[Start of section]

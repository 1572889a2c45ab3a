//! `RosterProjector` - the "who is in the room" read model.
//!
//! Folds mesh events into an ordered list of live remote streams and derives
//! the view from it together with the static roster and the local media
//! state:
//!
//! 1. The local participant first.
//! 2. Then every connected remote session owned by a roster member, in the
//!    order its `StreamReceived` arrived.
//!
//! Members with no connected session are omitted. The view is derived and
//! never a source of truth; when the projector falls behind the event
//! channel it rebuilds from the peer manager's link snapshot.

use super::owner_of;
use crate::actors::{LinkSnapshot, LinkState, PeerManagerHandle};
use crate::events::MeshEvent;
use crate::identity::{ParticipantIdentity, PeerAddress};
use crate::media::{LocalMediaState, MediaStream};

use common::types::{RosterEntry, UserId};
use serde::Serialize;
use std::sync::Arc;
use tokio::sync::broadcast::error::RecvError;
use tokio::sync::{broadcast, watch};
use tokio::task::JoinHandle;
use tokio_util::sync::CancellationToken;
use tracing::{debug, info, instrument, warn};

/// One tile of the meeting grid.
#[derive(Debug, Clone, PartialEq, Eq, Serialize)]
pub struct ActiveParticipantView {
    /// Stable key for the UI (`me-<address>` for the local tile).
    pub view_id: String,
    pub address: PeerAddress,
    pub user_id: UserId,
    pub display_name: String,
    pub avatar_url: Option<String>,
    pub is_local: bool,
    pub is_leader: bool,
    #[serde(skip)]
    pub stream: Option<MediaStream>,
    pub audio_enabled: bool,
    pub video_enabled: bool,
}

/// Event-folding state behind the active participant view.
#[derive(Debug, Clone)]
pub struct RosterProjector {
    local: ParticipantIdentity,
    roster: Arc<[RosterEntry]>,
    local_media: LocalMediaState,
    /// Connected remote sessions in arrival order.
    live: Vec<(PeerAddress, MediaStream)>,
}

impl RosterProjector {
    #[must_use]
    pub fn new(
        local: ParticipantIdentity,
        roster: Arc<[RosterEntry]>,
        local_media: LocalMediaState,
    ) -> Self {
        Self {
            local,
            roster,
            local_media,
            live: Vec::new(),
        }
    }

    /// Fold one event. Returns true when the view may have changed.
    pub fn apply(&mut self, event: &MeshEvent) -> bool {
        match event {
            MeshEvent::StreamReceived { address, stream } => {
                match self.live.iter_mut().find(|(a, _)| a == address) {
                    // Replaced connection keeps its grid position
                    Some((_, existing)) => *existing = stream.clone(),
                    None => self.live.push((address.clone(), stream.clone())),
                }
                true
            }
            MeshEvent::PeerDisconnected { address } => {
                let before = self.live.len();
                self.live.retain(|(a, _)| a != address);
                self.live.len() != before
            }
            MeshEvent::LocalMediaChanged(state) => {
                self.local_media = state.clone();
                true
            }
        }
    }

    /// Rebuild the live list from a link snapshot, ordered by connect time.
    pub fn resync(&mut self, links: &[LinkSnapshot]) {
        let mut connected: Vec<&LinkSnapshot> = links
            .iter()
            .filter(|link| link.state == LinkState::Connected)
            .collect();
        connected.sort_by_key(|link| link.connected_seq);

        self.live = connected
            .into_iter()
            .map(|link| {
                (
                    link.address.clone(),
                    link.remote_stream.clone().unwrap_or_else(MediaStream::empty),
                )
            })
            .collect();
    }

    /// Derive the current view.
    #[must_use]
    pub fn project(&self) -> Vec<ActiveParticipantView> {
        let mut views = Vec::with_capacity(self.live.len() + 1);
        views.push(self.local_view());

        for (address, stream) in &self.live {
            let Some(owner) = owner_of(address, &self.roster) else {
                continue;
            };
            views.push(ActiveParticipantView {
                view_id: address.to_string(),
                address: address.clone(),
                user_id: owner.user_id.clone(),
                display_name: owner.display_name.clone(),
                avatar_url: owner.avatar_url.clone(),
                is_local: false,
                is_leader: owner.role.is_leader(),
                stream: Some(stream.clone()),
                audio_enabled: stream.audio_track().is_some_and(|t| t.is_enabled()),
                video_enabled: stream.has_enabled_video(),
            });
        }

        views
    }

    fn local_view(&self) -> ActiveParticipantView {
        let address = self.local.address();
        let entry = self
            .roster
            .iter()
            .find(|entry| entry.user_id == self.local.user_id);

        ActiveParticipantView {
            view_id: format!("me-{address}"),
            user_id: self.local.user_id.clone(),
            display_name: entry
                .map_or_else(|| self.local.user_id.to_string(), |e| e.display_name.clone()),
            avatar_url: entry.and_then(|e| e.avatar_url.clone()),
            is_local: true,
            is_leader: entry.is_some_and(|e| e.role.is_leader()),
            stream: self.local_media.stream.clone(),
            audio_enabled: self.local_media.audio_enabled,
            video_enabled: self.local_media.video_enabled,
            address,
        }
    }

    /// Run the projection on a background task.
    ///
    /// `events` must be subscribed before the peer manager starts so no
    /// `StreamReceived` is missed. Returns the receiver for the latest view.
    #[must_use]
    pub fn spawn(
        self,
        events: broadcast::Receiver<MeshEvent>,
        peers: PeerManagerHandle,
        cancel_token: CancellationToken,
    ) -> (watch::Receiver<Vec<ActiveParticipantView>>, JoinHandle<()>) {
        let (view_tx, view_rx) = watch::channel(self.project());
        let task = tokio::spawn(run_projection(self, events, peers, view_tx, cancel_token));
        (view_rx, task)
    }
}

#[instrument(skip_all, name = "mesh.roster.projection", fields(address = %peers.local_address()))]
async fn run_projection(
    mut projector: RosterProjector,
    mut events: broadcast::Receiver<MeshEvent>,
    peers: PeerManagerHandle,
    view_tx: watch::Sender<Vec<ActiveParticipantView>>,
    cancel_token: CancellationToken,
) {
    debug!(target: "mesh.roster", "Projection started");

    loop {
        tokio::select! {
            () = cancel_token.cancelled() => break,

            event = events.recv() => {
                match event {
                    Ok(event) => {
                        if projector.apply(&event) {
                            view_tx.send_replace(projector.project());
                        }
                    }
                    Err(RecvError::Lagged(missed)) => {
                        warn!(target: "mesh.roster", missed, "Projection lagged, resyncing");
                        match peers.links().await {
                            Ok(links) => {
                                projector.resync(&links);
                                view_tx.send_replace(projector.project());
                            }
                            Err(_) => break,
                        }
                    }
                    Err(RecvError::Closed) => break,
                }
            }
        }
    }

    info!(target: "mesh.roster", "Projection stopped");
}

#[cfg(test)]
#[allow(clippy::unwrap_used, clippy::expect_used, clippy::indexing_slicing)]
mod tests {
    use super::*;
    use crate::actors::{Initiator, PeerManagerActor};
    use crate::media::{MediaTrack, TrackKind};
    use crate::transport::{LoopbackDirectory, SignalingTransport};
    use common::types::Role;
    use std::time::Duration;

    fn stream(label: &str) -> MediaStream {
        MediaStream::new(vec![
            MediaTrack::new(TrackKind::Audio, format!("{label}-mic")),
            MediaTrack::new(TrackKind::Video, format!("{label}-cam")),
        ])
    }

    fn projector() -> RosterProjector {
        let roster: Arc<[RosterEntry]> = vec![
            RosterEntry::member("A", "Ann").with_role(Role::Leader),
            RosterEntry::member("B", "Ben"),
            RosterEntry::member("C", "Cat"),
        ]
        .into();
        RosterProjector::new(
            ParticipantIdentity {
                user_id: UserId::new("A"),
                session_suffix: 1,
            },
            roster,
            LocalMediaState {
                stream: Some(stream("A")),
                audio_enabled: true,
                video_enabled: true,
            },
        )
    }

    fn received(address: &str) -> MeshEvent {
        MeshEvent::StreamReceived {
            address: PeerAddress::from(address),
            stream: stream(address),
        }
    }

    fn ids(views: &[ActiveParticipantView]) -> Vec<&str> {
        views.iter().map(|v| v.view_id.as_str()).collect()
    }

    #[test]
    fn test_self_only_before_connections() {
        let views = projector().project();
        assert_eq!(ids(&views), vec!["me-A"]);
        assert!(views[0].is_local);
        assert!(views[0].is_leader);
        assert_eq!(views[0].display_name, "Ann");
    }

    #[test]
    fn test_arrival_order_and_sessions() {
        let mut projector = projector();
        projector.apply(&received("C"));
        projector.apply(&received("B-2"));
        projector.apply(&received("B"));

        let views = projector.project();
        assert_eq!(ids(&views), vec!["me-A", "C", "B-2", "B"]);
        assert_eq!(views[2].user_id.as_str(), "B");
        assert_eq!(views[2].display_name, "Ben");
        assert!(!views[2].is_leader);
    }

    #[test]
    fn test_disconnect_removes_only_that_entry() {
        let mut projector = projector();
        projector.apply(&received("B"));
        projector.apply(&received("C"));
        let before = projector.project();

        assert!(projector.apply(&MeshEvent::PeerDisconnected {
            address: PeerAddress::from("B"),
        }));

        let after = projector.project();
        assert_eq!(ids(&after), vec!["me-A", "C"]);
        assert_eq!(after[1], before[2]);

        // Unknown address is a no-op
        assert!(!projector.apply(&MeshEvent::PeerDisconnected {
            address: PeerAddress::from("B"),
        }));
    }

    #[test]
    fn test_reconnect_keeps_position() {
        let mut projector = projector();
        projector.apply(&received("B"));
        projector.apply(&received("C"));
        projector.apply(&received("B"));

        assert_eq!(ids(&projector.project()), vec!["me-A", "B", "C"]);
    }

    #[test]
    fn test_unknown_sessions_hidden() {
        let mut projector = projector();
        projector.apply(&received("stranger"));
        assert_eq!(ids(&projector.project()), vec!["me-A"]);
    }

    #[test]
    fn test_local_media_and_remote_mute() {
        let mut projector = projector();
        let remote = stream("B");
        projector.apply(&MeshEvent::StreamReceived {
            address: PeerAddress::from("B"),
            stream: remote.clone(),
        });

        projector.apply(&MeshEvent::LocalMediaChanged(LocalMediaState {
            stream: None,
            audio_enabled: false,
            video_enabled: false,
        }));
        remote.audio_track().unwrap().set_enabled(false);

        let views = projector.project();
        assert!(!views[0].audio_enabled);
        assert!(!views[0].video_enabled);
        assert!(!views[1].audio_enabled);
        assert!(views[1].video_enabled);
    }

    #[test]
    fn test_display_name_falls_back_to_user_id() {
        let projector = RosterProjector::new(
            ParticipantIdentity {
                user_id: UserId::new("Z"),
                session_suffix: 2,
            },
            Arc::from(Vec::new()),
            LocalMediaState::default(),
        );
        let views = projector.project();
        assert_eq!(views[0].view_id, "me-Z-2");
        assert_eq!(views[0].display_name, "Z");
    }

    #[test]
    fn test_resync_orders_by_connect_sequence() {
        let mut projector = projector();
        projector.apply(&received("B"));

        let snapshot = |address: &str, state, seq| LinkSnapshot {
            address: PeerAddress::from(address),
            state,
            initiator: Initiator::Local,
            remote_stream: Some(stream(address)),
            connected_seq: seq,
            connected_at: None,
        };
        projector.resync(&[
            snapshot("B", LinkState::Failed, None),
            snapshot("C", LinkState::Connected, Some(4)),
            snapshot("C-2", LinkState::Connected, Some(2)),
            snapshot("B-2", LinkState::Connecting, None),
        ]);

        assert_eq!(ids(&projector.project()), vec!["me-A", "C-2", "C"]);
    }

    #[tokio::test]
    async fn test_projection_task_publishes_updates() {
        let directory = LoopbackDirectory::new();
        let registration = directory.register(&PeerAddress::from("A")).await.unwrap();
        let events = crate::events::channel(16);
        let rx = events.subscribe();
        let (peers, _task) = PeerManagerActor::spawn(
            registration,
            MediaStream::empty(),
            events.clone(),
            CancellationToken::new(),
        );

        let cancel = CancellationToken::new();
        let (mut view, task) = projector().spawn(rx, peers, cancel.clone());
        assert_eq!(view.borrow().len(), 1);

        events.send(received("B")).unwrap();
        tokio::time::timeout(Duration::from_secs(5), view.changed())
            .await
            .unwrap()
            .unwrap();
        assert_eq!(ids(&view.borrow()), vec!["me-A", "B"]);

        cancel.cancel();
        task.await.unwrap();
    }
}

[End of section]

## WHAT YOU HAVE TO DO
Search the data above for "label" and copy every line where it turns up.

## COMPLETED TASK
    fn stream(label: &str) -> MediaStream {
            MediaTrack::new(TrackKind::Audio, format!("{label}-mic")),
            MediaTrack::new(TrackKind::Video, format!("{label}-cam")),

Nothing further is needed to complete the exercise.